Stored data entries:
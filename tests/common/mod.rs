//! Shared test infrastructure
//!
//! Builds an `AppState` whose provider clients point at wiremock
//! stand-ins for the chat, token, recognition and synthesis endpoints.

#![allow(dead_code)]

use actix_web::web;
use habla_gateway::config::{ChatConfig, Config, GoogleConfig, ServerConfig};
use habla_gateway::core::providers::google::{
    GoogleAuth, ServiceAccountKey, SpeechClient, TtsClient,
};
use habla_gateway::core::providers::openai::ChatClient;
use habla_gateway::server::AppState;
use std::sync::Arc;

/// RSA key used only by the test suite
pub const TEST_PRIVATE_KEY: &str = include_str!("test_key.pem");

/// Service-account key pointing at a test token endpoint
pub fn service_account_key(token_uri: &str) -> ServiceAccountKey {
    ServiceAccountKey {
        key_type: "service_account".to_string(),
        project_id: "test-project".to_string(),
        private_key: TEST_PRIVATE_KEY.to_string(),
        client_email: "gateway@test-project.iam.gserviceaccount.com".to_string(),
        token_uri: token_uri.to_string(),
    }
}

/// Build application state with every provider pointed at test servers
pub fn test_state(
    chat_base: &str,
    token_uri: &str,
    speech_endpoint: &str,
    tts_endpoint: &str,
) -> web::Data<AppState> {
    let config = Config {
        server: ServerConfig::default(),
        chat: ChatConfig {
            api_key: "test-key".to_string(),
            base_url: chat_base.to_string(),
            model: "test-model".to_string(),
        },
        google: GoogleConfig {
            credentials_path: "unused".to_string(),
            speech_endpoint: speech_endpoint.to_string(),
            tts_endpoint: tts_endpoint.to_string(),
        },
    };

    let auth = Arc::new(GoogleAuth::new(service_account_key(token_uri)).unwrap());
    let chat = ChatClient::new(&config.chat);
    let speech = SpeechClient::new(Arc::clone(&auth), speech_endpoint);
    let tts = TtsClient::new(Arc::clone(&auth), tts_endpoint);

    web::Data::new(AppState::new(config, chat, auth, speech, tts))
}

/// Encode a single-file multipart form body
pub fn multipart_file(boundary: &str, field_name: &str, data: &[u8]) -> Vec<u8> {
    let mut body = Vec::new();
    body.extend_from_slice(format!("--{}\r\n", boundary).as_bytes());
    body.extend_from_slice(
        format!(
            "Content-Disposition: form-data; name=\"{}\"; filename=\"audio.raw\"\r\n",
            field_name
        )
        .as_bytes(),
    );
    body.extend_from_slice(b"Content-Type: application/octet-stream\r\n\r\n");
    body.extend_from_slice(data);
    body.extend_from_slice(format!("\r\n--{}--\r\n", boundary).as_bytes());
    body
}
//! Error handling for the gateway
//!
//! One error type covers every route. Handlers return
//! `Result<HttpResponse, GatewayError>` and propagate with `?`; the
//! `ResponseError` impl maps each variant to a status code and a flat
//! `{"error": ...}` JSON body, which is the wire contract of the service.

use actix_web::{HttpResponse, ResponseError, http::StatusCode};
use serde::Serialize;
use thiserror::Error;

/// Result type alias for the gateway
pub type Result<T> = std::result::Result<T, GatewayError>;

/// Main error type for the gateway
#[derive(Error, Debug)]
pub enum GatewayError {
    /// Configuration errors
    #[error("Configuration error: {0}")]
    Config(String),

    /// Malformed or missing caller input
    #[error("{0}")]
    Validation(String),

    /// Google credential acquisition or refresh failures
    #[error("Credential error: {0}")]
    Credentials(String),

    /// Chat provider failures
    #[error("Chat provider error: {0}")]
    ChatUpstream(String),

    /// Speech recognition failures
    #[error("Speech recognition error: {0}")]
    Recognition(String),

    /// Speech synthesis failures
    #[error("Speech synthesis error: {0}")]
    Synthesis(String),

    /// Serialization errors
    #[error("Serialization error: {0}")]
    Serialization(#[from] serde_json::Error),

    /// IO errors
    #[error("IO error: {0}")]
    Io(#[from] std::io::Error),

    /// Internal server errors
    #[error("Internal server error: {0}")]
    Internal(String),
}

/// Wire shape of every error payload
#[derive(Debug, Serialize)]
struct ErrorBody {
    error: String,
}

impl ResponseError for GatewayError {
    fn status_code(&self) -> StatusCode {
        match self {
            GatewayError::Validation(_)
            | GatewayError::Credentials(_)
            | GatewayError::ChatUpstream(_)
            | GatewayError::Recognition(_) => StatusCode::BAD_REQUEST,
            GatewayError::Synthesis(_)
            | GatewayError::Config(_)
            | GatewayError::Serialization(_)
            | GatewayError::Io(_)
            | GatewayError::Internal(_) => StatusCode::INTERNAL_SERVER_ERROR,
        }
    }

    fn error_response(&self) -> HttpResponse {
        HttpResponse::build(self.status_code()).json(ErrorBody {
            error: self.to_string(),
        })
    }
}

Problem details: The data must be printed verbatim, line by line.

Response to this task:
filename tests/common/mod.rs
//! Shared test infrastructure
//!
//! Builds an `AppState` whose provider clients point at wiremock
//! stand-ins for the chat, token, recognition and synthesis endpoints.

#![allow(dead_code)]

use actix_web::web;
use habla_gateway::config::{ChatConfig, Config, GoogleConfig, ServerConfig};
use habla_gateway::core::providers::google::{
    GoogleAuth, ServiceAccountKey, SpeechClient, TtsClient,
};
use habla_gateway::core::providers::openai::ChatClient;
use habla_gateway::server::AppState;
use std::sync::Arc;

/// RSA key used only by the test suite
pub const TEST_PRIVATE_KEY: &str = include_str!("test_key.pem");

/// Service-account key pointing at a test token endpoint
pub fn service_account_key(token_uri: &str) -> ServiceAccountKey {
    ServiceAccountKey {
        key_type: "service_account".to_string(),
        project_id: "test-project".to_string(),
        private_key: TEST_PRIVATE_KEY.to_string(),
        client_email: "gateway@test-project.iam.gserviceaccount.com".to_string(),
        token_uri: token_uri.to_string(),
    }
}

/// Build application state with every provider pointed at test servers
pub fn test_state(
    chat_base: &str,
    token_uri: &str,
    speech_endpoint: &str,
    tts_endpoint: &str,
) -> web::Data<AppState> {
    let config = Config {
        server: ServerConfig::default(),
        chat: ChatConfig {
            api_key: "test-key".to_string(),
            base_url: chat_base.to_string(),
            model: "test-model".to_string(),
        },
        google: GoogleConfig {
            credentials_path: "unused".to_string(),
            speech_endpoint: speech_endpoint.to_string(),
            tts_endpoint: tts_endpoint.to_string(),
        },
    };

    let auth = Arc::new(GoogleAuth::new(service_account_key(token_uri)).unwrap());
    let chat = ChatClient::new(&config.chat);
    let speech = SpeechClient::new(Arc::clone(&auth), speech_endpoint);
    let tts = TtsClient::new(Arc::clone(&auth), tts_endpoint);

    web::Data::new(AppState::new(config, chat, auth, speech, tts))
}

/// Encode a single-file multipart form body
pub fn multipart_file(boundary: &str, field_name: &str, data: &[u8]) -> Vec<u8> {
    let mut body = Vec::new();
    body.extend_from_slice(format!("--{}\r\n", boundary).as_bytes());
    body.extend_from_slice(
        format!(
            "Content-Disposition: form-data; name=\"{}\"; filename=\"audio.raw\"\r\n",
            field_name
        )
        .as_bytes(),
    );
    body.extend_from_slice(b"Content-Type: application/octet-stream\r\n\r\n");
    body.extend_from_slice(data);
    body.extend_from_slice(format!("\r\n--{}--\r\n", boundary).as_bytes());
    body
}
//! Error handling for the gateway
//!
//! One error type covers every route. Handlers return
//! `Result<HttpResponse, GatewayError>` and propagate with `?`; the
//! `ResponseError` impl maps each variant to a status code and a flat
//! `{"error": ...}` JSON body, which is the wire contract of the service.

use actix_web::{HttpResponse, ResponseError, http::StatusCode};
use serde::Serialize;
use thiserror::Error;

/// Result type alias for the gateway
pub type Result<T> = std::result::Result<T, GatewayError>;

/// Main error type for the gateway
#[derive(Error, Debug)]
pub enum GatewayError {
    /// Configuration errors
    #[error("Configuration error: {0}")]
    Config(String),

    /// Malformed or missing caller input
    #[error("{0}")]
    Validation(String),

    /// Google credential acquisition or refresh failures
    #[error("Credential error: {0}")]
    Credentials(String),

    /// Chat provider failures
    #[error("Chat provider error: {0}")]
    ChatUpstream(String),

    /// Speech recognition failures
    #[error("Speech recognition error: {0}")]
    Recognition(String),

    /// Speech synthesis failures
    #[error("Speech synthesis error: {0}")]
    Synthesis(String),

    /// Serialization errors
    #[error("Serialization error: {0}")]
    Serialization(#[from] serde_json::Error),

    /// IO errors
    #[error("IO error: {0}")]
    Io(#[from] std::io::Error),

    /// Internal server errors
    #[error("Internal server error: {0}")]
    Internal(String),
}

/// Wire shape of every error payload
#[derive(Debug, Serialize)]
struct ErrorBody {
    error: String,
}

impl ResponseError for GatewayError {
    fn status_code(&self) -> StatusCode {
        match self {
            GatewayError::Validation(_)
            | GatewayError::Credentials(_)
            | GatewayError::ChatUpstream(_)
            | GatewayError::Recognition(_) => StatusCode::BAD_REQUEST,
            GatewayError::Synthesis(_)
            | GatewayError::Config(_)
            | GatewayError::Serialization(_)
            | GatewayError::Io(_)
            | GatewayError::Internal(_) => StatusCode::INTERNAL_SERVER_ERROR,
        }
    }

    fn error_response(&self) -> HttpResponse {
        HttpResponse::build(self.status_code()).json(ErrorBody {
            error: self.to_string(),
        })
    }
}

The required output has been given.